Berlin ist erst der Anfang
Obwohl die Supermarktdichte in Deutschland ohnehin so hoch ist wie in keinem anderen Land in Europa, wird nun in Berlin Online geshoppt – es scheint die neue Spielwiese des Lebensmittelversandhandels zu sein. Wohl auch, weil es die Hauptstadt ist und somit Leuchtturmcharakter hat. Dazu ist Deutschland nach den USA einer der wichtigsten Märkte. Andere Länder, wie Südkorea, sind was die Lieferung von Lebensmitteln angeht, deutlich weiter und befinden sich jetzt schon im zweistelligen Prozentsatz. „In Deutschland funktioniert so ein Lieferdienst nicht. Die Deutschen gehen lieber in den Supermarkt und wollen das Obst selbst anfassen“. Solche Sätze hört man in letzter Zeit oft, doch Fakt ist: Die Zeit der Familienhaushalte und Singles wird immer begrenzter. Ein Lieferdienst, der die Basicartikel frei Haus liefert, kann so zu einem großen Vorteil werden. Prof. Große Holforth, Experte auf diesem Gebiet, weiß: „Das Thema Lebensmittellieferung ist wie Loch Ness, es taucht immer mal wieder auf. Ich denke dass es in Zukunft einen nennenswerten Onlinelebensmittelhandel geben wird, der gerade für einzelne Personen geschaffen ist oder für Grundeinkäufe von Familien“. Große Holtforth lehrt Betriebswirtschaftslehre und Medienwirtschaft an der Hochschule Fresenius in Köln in den Fachgebieten E-Commerce, Online Marketing, Entrepreneurship.

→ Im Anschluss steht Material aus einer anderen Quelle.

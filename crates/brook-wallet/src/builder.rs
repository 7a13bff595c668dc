//! Transaction assembly and signing.
//!
//! Provides a builder pattern for constructing transactions:
//! 1. Add recipients (address + amount)
//! 2. Select coins and assemble the unsigned transaction, resolving the
//!    change output to the active change address
//! 3. Sign every input with the key re-derived from its stored path
//!
//! Inputs are legacy P2PKH, signed with `SIGHASH_ALL`.

use std::str::FromStr;

use bitcoin::absolute::LockTime;
use bitcoin::consensus::encode::{deserialize, serialize_hex};
use bitcoin::ecdsa::Signature as EcdsaSignature;
use bitcoin::hashes::Hash;
use bitcoin::script::{Builder, Instruction, PushBytesBuf};
use bitcoin::secp256k1::Message;
use bitcoin::sighash::{EcdsaSighashType, SighashCache};
use bitcoin::transaction::Version;
use bitcoin::{
    Address, Amount, OutPoint, PublicKey, ScriptBuf, Sequence, Transaction, TxIn, TxOut, Txid,
    Witness,
};

use brook_core::constants::{DEFAULT_FEE_RATE, NETWORK};
use brook_core::types::{SelectionResult, Target, Utxo};

use crate::coin_selection::select_coins;
use crate::error::WalletError;
use crate::keys::{KeyTree, p2pkh_address};

/// Parse a testnet address.
pub fn parse_address(address: &str) -> Result<Address, WalletError> {
    Address::from_str(address)
        .map_err(|e| WalletError::InvalidAddress(format!("{address}: {e}")))?
        .require_network(NETWORK)
        .map_err(|e| WalletError::InvalidAddress(format!("{address}: {e}")))
}

/// A transaction with empty script signatures.
#[derive(Debug, Clone)]
pub struct UnsignedTransaction {
    pub tx: Transaction,
    /// Selection the transaction was assembled from. `inputs[i]` funds
    /// `tx.input[i]`.
    pub selection: SelectionResult,
    /// Address substituted for the change output, if there is one.
    pub change_address: Option<String>,
}

/// A fully signed transaction and its canonical hex serialization.
#[derive(Debug, Clone)]
pub struct SignedTransaction {
    pub tx: Transaction,
    pub hex: String,
    pub fee: u64,
    /// Outputs spent, in input order.
    pub inputs: Vec<Utxo>,
    pub change_address: Option<String>,
}

impl SignedTransaction {
    pub fn txid(&self) -> Txid {
        self.tx.compute_txid()
    }

    pub fn spent_outpoints(&self) -> Vec<OutPoint> {
        self.tx.input.iter().map(|i| i.previous_output).collect()
    }

    /// Check every input's signature against the key at its stored path.
    pub fn verify(&self, keys: &KeyTree) -> Result<(), WalletError> {
        for (i, utxo) in self.inputs.iter().enumerate() {
            verify_input(&self.tx, i, utxo, keys)?;
        }
        Ok(())
    }
}

/// Builder for selecting, assembling and signing a payment.
///
/// # Example
/// ```ignore
/// let unsigned = TransactionBuilder::new()
///     .add_recipient(recipient, 30_000)
///     .set_fee_rate(2)
///     .build(session.utxos(), session.active_change_address())?;
/// let signed = TransactionBuilder::sign(unsigned, session.keys())?;
/// ```
#[derive(Debug, Clone)]
pub struct TransactionBuilder {
    recipients: Vec<Target>,
    fee_rate: u64,
    lock_time: LockTime,
}

impl TransactionBuilder {
    pub fn new() -> Self {
        Self {
            recipients: Vec::new(),
            fee_rate: DEFAULT_FEE_RATE,
            lock_time: LockTime::ZERO,
        }
    }

    pub fn add_recipient(&mut self, address: impl Into<String>, amount: u64) -> &mut Self {
        self.recipients.push(Target {
            address: address.into(),
            value: amount,
        });
        self
    }

    /// Fee rate in sat/byte (default: [`DEFAULT_FEE_RATE`]).
    pub fn set_fee_rate(&mut self, fee_rate: u64) -> &mut Self {
        self.fee_rate = fee_rate;
        self
    }

    pub fn set_lock_time(&mut self, lock_time: LockTime) -> &mut Self {
        self.lock_time = lock_time;
        self
    }

    pub fn recipients(&self) -> &[Target] {
        &self.recipients
    }

    /// Validate recipients and run coin selection.
    pub fn select(&self, utxos: &[Utxo]) -> Result<SelectionResult, WalletError> {
        for r in &self.recipients {
            parse_address(&r.address)?;
        }
        select_coins(utxos, &self.recipients, self.fee_rate)
    }

    /// Select coins and assemble the unsigned transaction.
    pub fn build(
        &self,
        utxos: &[Utxo],
        change_address: Option<&str>,
    ) -> Result<UnsignedTransaction, WalletError> {
        let selection = self.select(utxos)?;
        self.assemble(selection, change_address)
    }

    /// Assemble a transaction from an existing selection.
    ///
    /// Rejects any unconfirmed input, even though selection never picks one,
    /// since the selection may have been made against stale outputs.
    pub fn assemble(
        &self,
        selection: SelectionResult,
        change_address: Option<&str>,
    ) -> Result<UnsignedTransaction, WalletError> {
        if let Some(u) = selection.inputs.iter().find(|u| !u.confirmed) {
            return Err(WalletError::UnconfirmedInput {
                txid: u.txid.to_string(),
                vout: u.vout,
            });
        }
        if selection.inputs.is_empty() || selection.outputs.is_empty() {
            return Err(WalletError::Build("empty inputs or outputs".into()));
        }

        let input = selection
            .inputs
            .iter()
            .map(|u| TxIn {
                previous_output: u.outpoint(),
                script_sig: ScriptBuf::new(),
                sequence: Sequence::MAX,
                witness: Witness::new(),
            })
            .collect();

        let mut used_change = None;
        let mut output = Vec::with_capacity(selection.outputs.len());
        for o in &selection.outputs {
            let address = match &o.address {
                Some(a) => a.as_str(),
                None => {
                    let change = change_address.ok_or(WalletError::NoChangeAddress)?;
                    used_change = Some(change.to_string());
                    change
                }
            };
            output.push(TxOut {
                value: Amount::from_sat(o.value),
                script_pubkey: parse_address(address)?.script_pubkey(),
            });
        }

        let tx = Transaction {
            version: Version::TWO,
            lock_time: self.lock_time,
            input,
            output,
        };
        Ok(UnsignedTransaction {
            tx,
            selection,
            change_address: used_change,
        })
    }

    /// Sign every input. Input `i` is signed with the key derived from
    /// `selection.inputs[i].derive_path`, which must own the input's address.
    pub fn sign(unsigned: UnsignedTransaction, keys: &KeyTree) -> Result<SignedTransaction, WalletError> {
        let UnsignedTransaction {
            mut tx,
            selection,
            change_address,
        } = unsigned;
        let secp = keys.secp();

        let mut script_sigs = Vec::with_capacity(selection.inputs.len());
        {
            let cache = SighashCache::new(&tx);
            for (i, utxo) in selection.inputs.iter().enumerate() {
                let node = keys.derive_path(&utxo.derive_path)?;
                let pubkey = node.public_key(secp);
                let owner = p2pkh_address(&pubkey);
                if owner.to_string() != utxo.address {
                    return Err(WalletError::Build(format!(
                        "key at {} does not own {}",
                        utxo.derive_path, utxo.address
                    )));
                }
                let sighash = cache
                    .legacy_signature_hash(i, &owner.script_pubkey(), EcdsaSighashType::All.to_u32())
                    .map_err(|e| WalletError::Build(e.to_string()))?;
                let msg = Message::from_digest(sighash.to_byte_array());
                let signature = EcdsaSignature {
                    signature: secp.sign_ecdsa(&msg, &node.secret_key()),
                    sighash_type: EcdsaSighashType::All,
                };
                let push = PushBytesBuf::try_from(signature.to_vec())
                    .map_err(|e| WalletError::Build(e.to_string()))?;
                script_sigs.push(Builder::new().push_slice(push).push_key(&pubkey).into_script());
            }
        }
        for (input, script_sig) in tx.input.iter_mut().zip(script_sigs) {
            input.script_sig = script_sig;
        }

        let hex = serialize_hex(&tx);
        let reparsed = parse_hex(&hex)?;
        if reparsed != tx {
            return Err(WalletError::Serialization("transaction does not round-trip".into()));
        }

        Ok(SignedTransaction {
            tx,
            hex,
            fee: selection.fee,
            inputs: selection.inputs,
            change_address,
        })
    }
}

impl Default for TransactionBuilder {
    fn default() -> Self {
        Self::new()
    }
}

/// Decode a raw transaction from hex.
pub fn parse_hex(raw: &str) -> Result<Transaction, WalletError> {
    let bytes = hex::decode(raw).map_err(|e| WalletError::Serialization(e.to_string()))?;
    deserialize(&bytes).map_err(|e| WalletError::Serialization(e.to_string()))
}

/// Verify input `index` of `tx` spends `utxo` with a valid signature by the
/// key at `utxo.derive_path`.
pub fn verify_input(
    tx: &Transaction,
    index: usize,
    utxo: &Utxo,
    keys: &KeyTree,
) -> Result<(), WalletError> {
    let input = tx
        .input
        .get(index)
        .ok_or_else(|| WalletError::Build(format!("no input {index}")))?;
    let mut pushes = input.script_sig.instructions().map(|ins| match ins {
        Ok(Instruction::PushBytes(b)) => Ok(b.as_bytes().to_vec()),
        _ => Err(WalletError::Build(format!("input {index}: malformed scriptSig"))),
    });
    let missing = || WalletError::Build(format!("input {index}: incomplete scriptSig"));
    let sig_bytes = pushes.next().ok_or_else(missing)??;
    let key_bytes = pushes.next().ok_or_else(missing)??;

    let signature = EcdsaSignature::from_slice(&sig_bytes).map_err(|e| WalletError::Build(e.to_string()))?;
    let pubkey = PublicKey::from_slice(&key_bytes).map_err(|e| WalletError::Build(e.to_string()))?;
    let secp = keys.secp();
    if pubkey != keys.derive_path(&utxo.derive_path)?.public_key(secp) {
        return Err(WalletError::Build(format!(
            "input {index}: key does not match {}",
            utxo.derive_path
        )));
    }

    let sighash = SighashCache::new(tx)
        .legacy_signature_hash(index, &p2pkh_address(&pubkey).script_pubkey(), signature.sighash_type.to_u32())
        .map_err(|e| WalletError::Build(e.to_string()))?;
    secp.verify_ecdsa(&Message::from_digest(sighash.to_byte_array()), &signature.signature, &pubkey.inner)
        .map_err(|e| WalletError::Build(format!("input {index}: {e}")))
}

Schwerer Start für Rewe Digital
Andere Lieferdienste, wie Rewe Digital, haben noch Anlaufschwierigkeiten – obwohl es schon seit 2011 einen Lieferservice der Rewe Group gibt. Ihr Service ist derzeit in 75 Städten – darunter u. a. in Berlin, Hamburg, Frankfurt, München und Köln – und dem Umland verfügbar. Warenverfügbarkeit und Pünktlichkeit sind allerdings noch zwei Punkte, die eine Überarbeitung benötigen. „Rewe arbeitet extrem daran, die Lieferung zu verbessern. Aber es hat auch immer etwas mit der Digitalkultur im Unternehmen zu tun. Bei Rewe steht der stationäre Handel im Mittelpunkt und viele Händler haben kein Interesse am Onlinehandel. Amazon ist ein digitales Unternehmen und wird immer Lösungen finden wollen“, erklärt Große Holtforth. Warum finden keine Kooperationen zwischen den Handelsketten und dem Digitalwunder Amazon statt? Große Holtforth: „Amazon ist kein kooperatives Unternehmen. Wenn man sich die Gesamtstrategie des Unternehmens ansieht, weiß man, dass sie den Anspruch haben, alle lieferbaren Produkte im Sortiment zu besitzen und nur Kooperationen mit kleinen Händlern eingehen.“
Klar ist für die drei Experten: Amazon Fresh kann sich auszahlen, wenn das Unternehmen einen langen Atem besitzt. Familieneinkäufe könnte man über eine Onlinebestellung viel schneller abwickeln und somit Zeit für die Familie haben. Dafür muss die Infrastruktur besser ausgebaut werden und die Qualität der Produkte darf nicht leiden. Denn eines scheint ganz klar zu sein: Die Gesellschaft muss darauf achten, dass Nachhaltigkeit im Mittelpunkt steht. Zu viel Verpackung, Lieferfahrzeuge mit Dieselmotor und eine schlechte Lebensmittelqualität können dazu führen, dass das Projekt der Onlinebestellung zu einem Desaster werden kann. „Ich bin davon überzeugt, dass E-Commerce die Welt verbessern kann. Aber man muss darauf achten, dass solche Projekte die Welt nicht verschlechtern“, meint Große Holtforth.